Photograph by Chloe Ackers, courtesy of the Museum of Youth Culture
Photograph by Chloe Ackers, courtesy of the Museum of Youth Culture

Whilst these spaces often mirror life outside its four walls, with interiors evolving to reflect the popular music and fashion of the time, it’s also important to note how these spaces directly influence the culture around it. From DJs producing music with a specific venue in mind, to punters matching their outfits to suit a venue’s distinctive aesthetic, nightclubs are a hub for subcultures to form and exist; the perfect meeting place for likeminded people. For their latest collections, Fred Perry also look to club culture and the bold interiors of British nightclubs. A zig-zag knit structure, used across crew neck tops and knitted shirts, has been inspired by a wallpaper pattern from a 1970s soul club, the bold lines reimagined in contemporary colours.

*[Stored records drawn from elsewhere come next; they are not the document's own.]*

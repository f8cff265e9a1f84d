// Copyright 2023 Mikael Lund
//
// Licensed under the Apache license, version 2.0 (the "license");
// you may not use this file except in compliance with the license.
// You may obtain a copy of the license at
//
//     http://www.apache.org/licenses/license-2.0
//
// Unless required by applicable law or agreed to in writing, software
// distributed under the license is distributed on an "as is" basis,
// without warranties or conditions of any kind, either express or implied.
// See the license for the specific language governing permissions and
// limitations under the license.

//! # Coarse-grained Monte Carlo folding of bead chains
//!
//! A protein backbone is reduced to one bead per residue (the alpha carbon).
//! Chains are driven towards a native structure by a Metropolis-Hastings sampler
//! scoring a square-well potential over the native contacts, optionally coupled
//! across temperatures by replica exchange.

use nalgebra::Vector3;

pub type Point = Vector3<f64>;
pub type PositionVec = Vec<Point>;

pub mod analysis;
pub mod bitset;
pub mod chain;
pub mod cli;
pub mod config;
pub mod contact_map;
pub mod energy;
pub mod io;
pub mod montecarlo;
pub mod plot;
pub mod replica;
pub mod simulation;
pub mod state;
pub mod transform;

pub use bitset::BitSet;
pub use chain::Chain;
pub use contact_map::ContactMap;
pub use energy::NativePotential;
pub use replica::ReplicaExchange;
pub use simulation::Simulation;

/// Descriptive names for moves, analyses and other concepts
pub trait Info {
    /// Returns a short name for the concept. Use `_` for spaces and avoid weird characters.
    /// This is typically used as keywords in user input and output, e.g. in YAML files.
    fn short_name(&self) -> Option<&'static str> {
        None
    }
    /// Returns a long name for the concept. Spaces are allowed.
    fn long_name(&self) -> Option<&'static str> {
        None
    }
    /// Returns a citation string which should be a
    /// 1. Digital Object Identifier (DOI) in the format `doi:...` (preferred)
    /// 2. URL in the format `https://...`
    fn citation(&self) -> Option<&'static str> {
        None
    }
}

/// A trait for objects that have a temperature
///
/// Temperatures are in reduced units, i.e. in the same unit as the potential energy.
pub trait Temperature {
    /// Get the temperature
    fn temperature(&self) -> f64;
    /// Inverse temperature, β = 1/T
    fn beta(&self) -> f64 {
        self.temperature().recip()
    }
}
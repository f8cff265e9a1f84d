// Copyright 2023 Mikael Lund
//
// Licensed under the Apache license, version 2.0 (the "license");
// you may not use this file except in compliance with the license.
// You may obtain a copy of the license at
//
//     http://www.apache.org/licenses/license-2.0
//
// Unless required by applicable law or agreed to in writing, software
// distributed under the license is distributed on an "as is" basis,
// without warranties or conditions of any kind, either express or implied.
// See the license for the specific language governing permissions and
// limitations under the license.

//! Generic Metropolis-Hastings sampler

use super::{AcceptanceCriterion, MoveStatistics, NewOld};
use average::{Estimate, Mean};
use derive_more::Debug;
use rand::rngs::StdRng;
use rand::SeedableRng;

/// Problem specific part of a Markov chain: how to propose and how to score states.
pub trait Sampler {
    type State: Clone;

    /// Propose a candidate from the current state, or `None` if no valid candidate could be made.
    ///
    /// The proposal must be symmetric.
    fn generate(&mut self, rng: &mut StdRng, state: &Self::State) -> Option<Self::State>;

    /// Energy or probability density of a state, depending on the acceptance criterion.
    fn score(&self, state: &Self::State) -> f64;
}

/// Outcome of a single Metropolis-Hastings step
#[derive(Clone, Copy, Debug, PartialEq)]
pub enum Outcome {
    /// Candidate accepted with the given score change
    Accepted(f64),
    /// Candidate rejected by the acceptance criterion
    Rejected,
    /// No valid candidate could be generated
    Invalid,
}

impl Outcome {
    pub const fn is_accepted(&self) -> bool {
        matches!(self, Outcome::Accepted(_))
    }
}

/// # Markov chain driven by the Metropolis-Hastings algorithm
///
/// Holds the current state and its score. Each [`MetropolisHastings::step`]
/// asks the [`Sampler`] for a candidate, scores it, and accepts or rejects it
/// according to the [`AcceptanceCriterion`]. A missing candidate counts as a
/// rejected trial.
#[derive(Debug)]
pub struct MetropolisHastings<S: Sampler> {
    #[debug(skip)]
    sampler: S,
    criterion: AcceptanceCriterion,
    #[debug(skip)]
    state: S::State,
    score: f64,
    statistics: MoveStatistics,
    /// Running average of the score after each step
    #[debug(skip)]
    mean_score: Mean,
    #[debug(skip)]
    rng: StdRng,
}

impl<S: Sampler> MetropolisHastings<S> {
    /// Start a chain in `state` using a random number generator seeded with `seed`.
    pub fn new(sampler: S, criterion: AcceptanceCriterion, state: S::State, seed: u64) -> Self {
        let score = sampler.score(&state);
        Self::with_score(sampler, criterion, state, score, StdRng::seed_from_u64(seed))
    }

    /// Start a chain in `state` with a known score and an existing random number generator.
    pub fn with_score(
        sampler: S,
        criterion: AcceptanceCriterion,
        state: S::State,
        score: f64,
        rng: StdRng,
    ) -> Self {
        Self {
            sampler,
            criterion,
            state,
            score,
            statistics: MoveStatistics::default(),
            mean_score: Mean::new(),
            rng,
        }
    }

    /// Perform a single trial move.
    pub fn step(&mut self) -> Outcome {
        let outcome = match self.sampler.generate(&mut self.rng, &self.state) {
            None => {
                self.statistics.reject();
                Outcome::Invalid
            }
            Some(candidate) => {
                let score = NewOld::from(self.sampler.score(&candidate), self.score);
                if self.criterion.accept(score, &mut self.rng) {
                    self.statistics.accept(score.difference());
                    self.state = candidate;
                    self.score = score.new;
                    Outcome::Accepted(score.difference())
                } else {
                    self.statistics.reject();
                    Outcome::Rejected
                }
            }
        };
        self.mean_score.add(self.score);
        outcome
    }

    /// Perform `n` trial moves and return the number of accepted moves.
    pub fn run(&mut self, n: usize) -> usize {
        (0..n).filter(|_| self.step().is_accepted()).count()
    }

    pub const fn state(&self) -> &S::State {
        &self.state
    }

    pub const fn score(&self) -> f64 {
        self.score
    }

    pub const fn criterion(&self) -> &AcceptanceCriterion {
        &self.criterion
    }

    pub const fn statistics(&self) -> &MoveStatistics {
        &self.statistics
    }

    /// Fraction of accepted trials; zero if nothing has been tried.
    pub fn acceptance_ratio(&self) -> f64 {
        self.statistics.acceptance_ratio()
    }

    /// Average score over all steps taken.
    pub fn mean_score(&self) -> f64 {
        self.mean_score.mean()
    }

    pub const fn sampler(&self) -> &S {
        &self.sampler
    }

    /// Replace the current state and its score, keeping the statistics.
    pub fn replace_state(&mut self, state: S::State, score: f64) {
        self.state = state;
        self.score = score;
    }

    /// Exchange states and scores with another chain.
    pub fn swap_state(&mut self, other: &mut Self) {
        std::mem::swap(&mut self.state, &mut other.state);
        std::mem::swap(&mut self.score, &mut other.score);
    }
}
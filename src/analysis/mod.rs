// Copyright 2023 Mikael Lund
//
// Licensed under the Apache license, version 2.0 (the "license");
// you may not use this file except in compliance with the license.
// You may obtain a copy of the license at
//
//     http://www.apache.org/licenses/license-2.0
//
// Unless required by applicable law or agreed to in writing, software
// distributed under the license is distributed on an "as is" basis,
// without warranties or conditions of any kind, either express or implied.
// See the license for the specific language governing permissions and
// limitations under the license.

//! # System analysis and reporting
//!
//! Analyses are sampled periodically during a simulation and typically
//! stream energies or conformations to disk.

use crate::montecarlo::Frequency;
use crate::{Chain, Info, Temperature};
use anyhow::Result;
use core::fmt::Debug;
use std::path::{Path, PathBuf};

mod chain_plot;
mod energy;
mod structure_writer;

pub use chain_plot::ChainPlot;
pub use energy::EnergyWriter;
pub use structure_writer::StructureWriter;

/// Collection of analysis objects.
pub type AnalysisCollection<T> = Vec<Box<dyn Analyze<T>>>;

/// Read-only view of a simulation as seen by analyses
pub trait Observable: Temperature {
    /// Current conformation
    fn chain(&self) -> &Chain;
    /// Current potential energy
    fn energy(&self) -> f64;
}

/// Interface for system analysis.
pub trait Analyze<T>: Debug + Info + Send {
    /// Get analysis frequency
    ///
    /// This is the frequency at which the analysis should be performed.
    fn frequency(&self) -> Frequency;

    /// Sample system if `step` matches the frequency.
    fn sample(&mut self, system: &T, step: usize) -> Result<()>;

    /// Total number of samples which is the sum of successful calls to `sample()`.
    fn num_samples(&self) -> usize;

    /// Flush output stream, if any, ensuring that all intermediately buffered contents reach their destination.
    fn flush(&mut self) {}

    /// Report analysis as YAML
    fn to_yaml(&self) -> Option<serde_yaml::Value> {
        None
    }
}

impl<T: 'static> crate::Info for AnalysisCollection<T> {
    fn short_name(&self) -> Option<&'static str> {
        Some("analysis")
    }
    fn long_name(&self) -> Option<&'static str> {
        Some("Collection of analysis objects")
    }
}

impl<T: 'static> Analyze<T> for AnalysisCollection<T> {
    fn sample(&mut self, system: &T, step: usize) -> Result<()> {
        self.iter_mut().try_for_each(|a| a.sample(system, step))
    }
    /// Summed number of samples for all analysis objects
    fn num_samples(&self) -> usize {
        self.iter().map(|a| a.num_samples()).sum()
    }
    fn frequency(&self) -> Frequency {
        Frequency::Every(1)
    }
    fn flush(&mut self) {
        self.iter_mut().for_each(|a| a.flush())
    }
    fn to_yaml(&self) -> Option<serde_yaml::Value> {
        let mut map = serde_yaml::Mapping::new();
        for a in self.iter() {
            if let (Some(name), Some(value)) = (a.short_name(), a.to_yaml()) {
                map.insert(name.into(), value);
            }
        }
        Some(serde_yaml::Value::Mapping(map))
    }
}

/// Kind of per-simulation output file
#[derive(Clone, Copy, Debug, PartialEq, Eq)]
pub enum OutputKind {
    /// One energy per line
    Energy,
    /// Concatenated XYZ frames
    Trajectory,
}

/// Output file name for a simulation at `temperature` with cutoff `d_max` and tolerance `a`,
/// e.g. `U--t-0.50000--dmax-10.00000--a-0.90000.dat`.
pub fn output_file(dir: &Path, kind: OutputKind, temperature: f64, d_max: f64, a: f64) -> PathBuf {
    let (prefix, extension) = match kind {
        OutputKind::Energy => ("U", "dat"),
        OutputKind::Trajectory => ("X", "xyz"),
    };
    dir.join(format!(
        "{prefix}--t-{temperature:02.5}--dmax-{d_max:02.5}--a-{a:02.5}.{extension}"
    ))
}
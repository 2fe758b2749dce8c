//! Filesystem collaborator trait and the `std::fs` production backend.

use std::ffi::{OsStr, OsString};
use std::fs;
use std::io;
use std::path::{Path, PathBuf};

use crate::util::{absolutize_path, copy_file_with_metadata};

/// Stat result for one path.
#[derive(Debug, Clone, Copy, PartialEq, Eq)]
pub struct SpecEntryStat {
    /// Path resolves to a directory.
    pub if_is_dir: bool,
}

impl SpecEntryStat {
    /// Path is a directory.
    pub fn is_dir(&self) -> bool {
        self.if_is_dir
    }

    /// Path is a file.
    pub fn is_file(&self) -> bool {
        !self.if_is_dir
    }
}

/// Synchronous filesystem capability consumed by the tree walks.
///
/// Implementations are expected to behave like `std::fs`: `mkdir` creates
/// exactly one directory level, `list_entries` order is unspecified, and
/// `copy_file` overwrites an existing destination file.
pub trait FsBackend {
    /// `true` when `path` exists, whatever its entry type.
    fn exists(&self, path: &Path) -> bool;

    /// Stat `path`; fails when it does not exist.
    fn stat(&self, path: &Path) -> io::Result<SpecEntryStat>;

    /// Create one directory level; fails when the immediate parent is
    /// missing.
    fn mkdir(&self, path: &Path) -> io::Result<()>;

    /// List entry names directly under `path`; fails when `path` is not a
    /// directory.
    fn list_entries(&self, path: &Path) -> io::Result<Vec<OsString>>;

    /// Absolute path of the entry `name_entry` under `dir_base`.
    fn resolve(&self, dir_base: &Path, name_entry: &OsStr) -> PathBuf;

    /// Copy file contents, and metadata as supported by the copy primitive,
    /// overwriting `path_file_dst` when present.
    fn copy_file(&self, path_file_src: &Path, path_file_dst: &Path) -> io::Result<()>;

    /// Delete one file; fails on a missing path or a directory.
    fn delete_file(&self, path: &Path) -> io::Result<()>;

    /// Diagnostic side-channel, invoked only when logging was requested.
    fn log_line(&self, text: &str);
}

/// [`FsBackend`] over the real filesystem.
#[derive(Debug, Default, Clone, Copy)]
pub struct StdBackend;

impl FsBackend for StdBackend {
    fn exists(&self, path: &Path) -> bool {
        path.exists()
    }

    fn stat(&self, path: &Path) -> io::Result<SpecEntryStat> {
        let stat_entry = fs::metadata(path)?;
        Ok(SpecEntryStat {
            if_is_dir: stat_entry.is_dir(),
        })
    }

    fn mkdir(&self, path: &Path) -> io::Result<()> {
        fs::create_dir(path)
    }

    fn list_entries(&self, path: &Path) -> io::Result<Vec<OsString>> {
        let mut l_names = Vec::new();
        for _entry_res in fs::read_dir(path)? {
            l_names.push(_entry_res?.file_name());
        }
        Ok(l_names)
    }

    fn resolve(&self, dir_base: &Path, name_entry: &OsStr) -> PathBuf {
        absolutize_path(&dir_base.join(name_entry))
    }

    fn copy_file(&self, path_file_src: &Path, path_file_dst: &Path) -> io::Result<()> {
        copy_file_with_metadata(path_file_src, path_file_dst)
    }

    fn delete_file(&self, path: &Path) -> io::Result<()> {
        fs::remove_file(path)
    }

    fn log_line(&self, text: &str) {
        println!("{text}");
    }
}
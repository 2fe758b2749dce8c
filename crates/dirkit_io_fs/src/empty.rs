//! Recursive directory tree emptying.

use std::path::Path;

use crate::backend::FsBackend;
use crate::spec::{SpecTreeOptions, TreeWalkError};

/// Delete every file below `dir_target` while keeping its directory skeleton.
///
/// A missing target is created as an empty directory (one level only; its
/// immediate parent must already exist) and the call returns having nothing
/// to empty. Files are deleted at every depth; subdirectories are emptied
/// recursively but never deleted themselves.
///
/// Behavior is controlled by [`SpecTreeOptions`]:
/// - `if_with_log`: emit one line per deleted file plus a summary line once
///   the target has been emptied,
/// - `if_throw_when_error`: surface [`TreeWalkError::TargetNotDirectory`]
///   instead of returning silently when the target pre-exists as a
///   non-directory.
///
/// As with [`crate::copy_dir`], recursive self-invocations run with default
/// options. A failure partway through leaves the tree partially emptied.
pub fn empty_dir<B, P>(
    fs_backend: &B,
    dir_target: P,
    spec_options: SpecTreeOptions,
) -> Result<(), TreeWalkError>
where
    B: FsBackend + ?Sized,
    P: AsRef<Path>,
{
    let path_dir_target = dir_target.as_ref();

    if !fs_backend.exists(path_dir_target) {
        fs_backend
            .mkdir(path_dir_target)
            .map_err(|e| TreeWalkError::backend_failed(path_dir_target, e))?;
    }

    // Runs right after the auto-create too; the failure branch is only
    // reachable when the target pre-existed as a non-directory.
    let stat_target = fs_backend
        .stat(path_dir_target)
        .map_err(|e| TreeWalkError::backend_failed(path_dir_target, e))?;
    if !stat_target.is_dir() {
        if spec_options.if_throw_when_error {
            return Err(TreeWalkError::TargetNotDirectory(
                path_dir_target.to_path_buf(),
            ));
        }
        return Ok(());
    }

    let l_names = fs_backend
        .list_entries(path_dir_target)
        .map_err(|e| TreeWalkError::backend_failed(path_dir_target, e))?;
    for name_entry in l_names {
        let path_entry = fs_backend.resolve(path_dir_target, &name_entry);
        let stat_entry = fs_backend
            .stat(&path_entry)
            .map_err(|e| TreeWalkError::backend_failed(&path_entry, e))?;

        if stat_entry.is_dir() {
            empty_dir(fs_backend, &path_entry, SpecTreeOptions::default())?;
        } else {
            if spec_options.if_with_log {
                fs_backend.log_line(&format!("Deleting file: {}", path_entry.display()));
            }
            fs_backend
                .delete_file(&path_entry)
                .map_err(|e| TreeWalkError::backend_failed(&path_entry, e))?;
        }
    }

    if spec_options.if_with_log {
        fs_backend.log_line(&format!("Emptied directory: {}", path_dir_target.display()));
    }

    Ok(())
}
//! `dirkit_io_fs` v1:
//! Recursive directory tree helpers.
//!
//! Architecture:
//! - `backend` : filesystem collaborator trait and `std::fs` backend
//! - `copy`    : recursive directory tree copy
//! - `empty`   : recursive directory tree emptying
//! - `spec`    : options and error types
//! - `util`    : shared helper functions

pub mod backend;
pub mod copy;
pub mod empty;
pub mod spec;
mod util;

#[cfg(test)]
pub(crate) mod test_support;

pub use backend::{FsBackend, SpecEntryStat, StdBackend};
pub use copy::copy_dir;
pub use empty::empty_dir;
pub use spec::{SpecTreeOptions, TreeWalkError};
//! Metrics for the scheduler, exported via the `metrics` facade with a
//! Prometheus recorder bound at process start.

use metrics_exporter_prometheus::PrometheusBuilder;

/// Installs the global Prometheus recorder. Call once at startup.
pub fn install_recorder() {
    PrometheusBuilder::new()
        .install()
        .unwrap_or_else(|e| tracing::warn!(error = %e, "failed to install prometheus recorder"));
}

pub fn record_tick(considered: usize, enqueued: usize) {
    metrics::counter!("scheduler_ticks_total").increment(1);
    metrics::counter!("scheduler_campaigns_considered_total").increment(considered as u64);
    metrics::counter!("scheduler_campaigns_enqueued_total").increment(enqueued as u64);
}

#[cfg(test)]
mod tests {
    use super::*;

    #[test]
    fn recording_functions_do_not_panic_without_a_recorder() {
        record_tick(10, 4);
    }
}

Breathable for raving and built to stay neat long into the night.  

We asked Professor Catherine Rossi, a key voice in the field of nightclub design, about the way in which nightclub interiors have evolved; ‘Nightlife design has always been eclectic, ranging from the styling of over-the-top luxury to the creation of fantastical playgrounds, or the ad hoc occupation of old factories, warehouses, and other ex-industrial spaces. This reflects the multi-faceted nature of nightlife itself, as it embraces different locations, music genres, and communities. It is the industrial though that has become the mainstay of club interiors, stripped back to embrace the aesthetics of sound and lighting equipment, and the visual language of pipes, ducts, and other building infrastructure. Nightlife has been at the forefront of such post-industrial design since the 1970s and 1980s onwards, just part of its broader creative influence more generally.’ 

There appears to be no surface left untouched by the public within a nightclub, and the toilets are no exception. Toilet graffiti has been described as ‘the purest form of self-expression’, and often takes the form of confessions, rumours, or offers of sexual advances complete with friends’ mobile numbers applied with a Sharpie. Instagram accounts like @toilettestimonials chronicle this nationwide phenomenon. Sometimes, nightclub interior design can be criminalised, as during the smoking ban in Britain on 1 July 2007, when the Health Act 2006 came into force. Makeshift smoking spaces blurred the lines between indoors and outdoors, challenging traditional definitions of space and what design elements legally constitute towards indoor environs. 

In a world of oppressive club closures, and the loss of a third of Britain’s nightclubs since 2020, venues are embracing their agile superpower; the ability to makeshift and merge with the post-industrial environment, some running entirely on TENS (temporary events notices). This poses the ultimate question - where does the nightclub end and where does it begin?